A Proper ALIEN Resurrection



Above: A Ridley Scott “money shot” from Alien's 7-minutedialogue-free introduction: beginning, middles, and end through the corridors of the Nostromo (film set) in a fluid 60-second single take.

The Academy of Motion Picture Arts and Sciences only got it half-right for Alien in 1980. To say that Ridley Scott’s commercial breakthrough was robbed of its Oscar for Best Art Direction/Set Direction is a pathetic understatement not only about the film in its own right, but also about the film within the history of moving-image arts.

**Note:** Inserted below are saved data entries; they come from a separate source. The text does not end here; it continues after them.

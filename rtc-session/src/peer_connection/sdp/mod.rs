//! Session description types and the normalization applied to descriptions
//! handed in by a signaling layer.

pub(crate) mod sdp_type;
pub(crate) mod session_description;

pub use sdp_type::RTCSdpType;
pub use session_description::{IntoSessionDescription, RTCSessionDescription};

Alien did deservedly win Best Effects/Visual Effects for integrating elaborate spaceship models and grotesque creature puppetry believably into the film as a whole. Accordingly, the uncannily disturbing beast earned its place in the pantheon of movie monsters. It has actually proven so hard to look past its horrors that ‘The Alien’ is regularly acknowledged as the primary factor that immortalized the film. Yet independent of ‘The Alien,’ Scott’s vision of the future is one of the great achievements of hyper-realistic film design, released in the summer of 1979 during one of the most pivotal transitional periods between big-screen theatrical movie-viewing experiences and small-screen home-video viewing experiences. As it has become increasingly likely for a movie’s ultimate destination to be the small screen, attention to detail is less of a priority. Even if designers do commit to a high level of detail, statistically fewer viewers have an option of seeing it, based on resolution alone.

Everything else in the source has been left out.